= Beginning of Section =
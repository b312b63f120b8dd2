use std::{
    fs,
    path::{Path, PathBuf},
};

use chrono::{DateTime, Utc};
use serde::{de::DeserializeOwned, Deserialize, Serialize};
use thiserror::Error;

/// A fitted object whose learned state can be exported to and imported from disk.
pub trait Artifact: Serialize + DeserializeOwned {
    /// Tag stored alongside the state; loading checks it.
    const KIND: &'static str;
    /// Bumped whenever the serialized state layout changes.
    const FORMAT_VERSION: u32 = 1;
}

/// Errors raised while persisting or restoring artifacts.
#[derive(Debug, Error)]
pub enum ArtifactError {
    /// The artifact file does not exist.
    #[error("artifact not found at {0}")]
    Missing(PathBuf),
    /// Filesystem failure.
    #[error("io error on {path}: {source}")]
    Io {
        /// File involved.
        path: PathBuf,
        /// Underlying error.
        source: std::io::Error,
    },
    /// Malformed artifact contents.
    #[error("corrupt artifact {path}: {source}")]
    Corrupt {
        /// File involved.
        path: PathBuf,
        /// Underlying error.
        source: serde_json::Error,
    },
    /// The file holds a different kind of artifact.
    #[error("artifact {path} holds `{found}`, expected `{expected}`")]
    KindMismatch {
        /// File involved.
        path: PathBuf,
        /// Expected kind.
        expected: &'static str,
        /// Kind recorded in the file.
        found: String,
    },
    /// The file was written with an incompatible layout.
    #[error("artifact {path} has format version {found}, expected {expected}")]
    VersionMismatch {
        /// File involved.
        path: PathBuf,
        /// Supported version.
        expected: u32,
        /// Version recorded in the file.
        found: u32,
    },
}

#[derive(Serialize)]
struct EnvelopeRef<'a, T> {
    kind: &'a str,
    format_version: u32,
    created_at: DateTime<Utc>,
    payload: &'a T,
}

#[derive(Deserialize)]
struct EnvelopeHeader {
    kind: String,
    format_version: u32,
}

#[derive(Deserialize)]
struct Envelope<T> {
    payload: T,
}

/// Writes an artifact, replacing any previous file atomically.
pub fn save_artifact<A: Artifact>(path: impl AsRef<Path>, artifact: &A) -> Result<(), ArtifactError> {
    let path = path.as_ref();
    let io_err = |source| ArtifactError::Io {
        path: path.to_path_buf(),
        source,
    };
    if let Some(parent) = path.parent() {
        if !parent.as_os_str().is_empty() {
            fs::create_dir_all(parent).map_err(io_err)?;
        }
    }
    let envelope = EnvelopeRef {
        kind: A::KIND,
        format_version: A::FORMAT_VERSION,
        created_at: Utc::now(),
        payload: artifact,
    };
    let bytes = serde_json::to_vec(&envelope).map_err(|source| ArtifactError::Corrupt {
        path: path.to_path_buf(),
        source,
    })?;
    let staging = staging_path(path);
    fs::write(&staging, bytes).map_err(io_err)?;
    fs::rename(&staging, path).map_err(io_err)?;
    Ok(())
}

/// Reads an artifact written by [`save_artifact`], checking kind and version.
pub fn load_artifact<A: Artifact>(path: impl AsRef<Path>) -> Result<A, ArtifactError> {
    let path = path.as_ref();
    if !path.exists() {
        return Err(ArtifactError::Missing(path.to_path_buf()));
    }
    let bytes = fs::read(path).map_err(|source| ArtifactError::Io {
        path: path.to_path_buf(),
        source,
    })?;
    let corrupt = |source| ArtifactError::Corrupt {
        path: path.to_path_buf(),
        source,
    };
    let header: EnvelopeHeader = serde_json::from_slice(&bytes).map_err(corrupt)?;
    if header.kind != A::KIND {
        return Err(ArtifactError::KindMismatch {
            path: path.to_path_buf(),
            expected: A::KIND,
            found: header.kind,
        });
    }
    if header.format_version != A::FORMAT_VERSION {
        return Err(ArtifactError::VersionMismatch {
            path: path.to_path_buf(),
            expected: A::FORMAT_VERSION,
            found: header.format_version,
        });
    }
    let envelope: Envelope<A> = serde_json::from_slice(&bytes).map_err(corrupt)?;
    Ok(envelope.payload)
}

fn staging_path(path: &Path) -> PathBuf {
    let mut name = path
        .file_name()
        .map(std::ffi::OsStr::to_os_string)
        .unwrap_or_default();
    name.push(".partial");
    path.with_file_name(name)
}

#[cfg(test)]
mod tests {
    use super::*;
    use tempfile::tempdir;

    #[derive(Debug, PartialEq, Serialize, Deserialize)]
    struct Medians {
        values: Vec<f64>,
    }

    impl Artifact for Medians {
        const KIND: &'static str = "test.medians";
    }

    #[derive(Debug, Serialize, Deserialize)]
    struct Other;

    impl Artifact for Other {
        const KIND: &'static str = "test.other";
    }

    #[test]
    fn round_trips_exact_floats() {
        let dir = tempdir().unwrap();
        let path = dir.path().join("artifacts/medians.pkl");
        let state = Medians {
            values: vec![0.1 + 0.2, 1.0 / 3.0, -7.25e-12, 69.0],
        };
        save_artifact(&path, &state).unwrap();
        let restored: Medians = load_artifact(&path).unwrap();
        assert_eq!(restored, state);
        assert!(!staging_path(&path).exists());
    }

    #[test]
    fn rejects_wrong_kind_and_missing_files() {
        let dir = tempdir().unwrap();
        let path = dir.path().join("medians.pkl");
        save_artifact(&path, &Medians { values: vec![] }).unwrap();
        assert!(matches!(
            load_artifact::<Other>(&path),
            Err(ArtifactError::KindMismatch { .. })
        ));
        assert!(matches!(
            load_artifact::<Medians>(dir.path().join("absent.pkl")),
            Err(ArtifactError::Missing(_))
        ));
    }

    #[test]
    fn rejects_garbage() {
        let dir = tempdir().unwrap();
        let path = dir.path().join("model.pkl");
        fs::write(&path, b"\x80\x04pickle").unwrap();
        assert!(matches!(
            load_artifact::<Medians>(&path),
            Err(ArtifactError::Corrupt { .. })
        ));
    }
}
= End of Section =
- WHAT TO DO
With "Debug" as the string to find, copy every line of the records that holds it.

- FINISHED TASK
#[derive(Debug, Error)]
    #[derive(Debug, PartialEq, Serialize, Deserialize)]
    #[derive(Debug, Serialize, Deserialize)]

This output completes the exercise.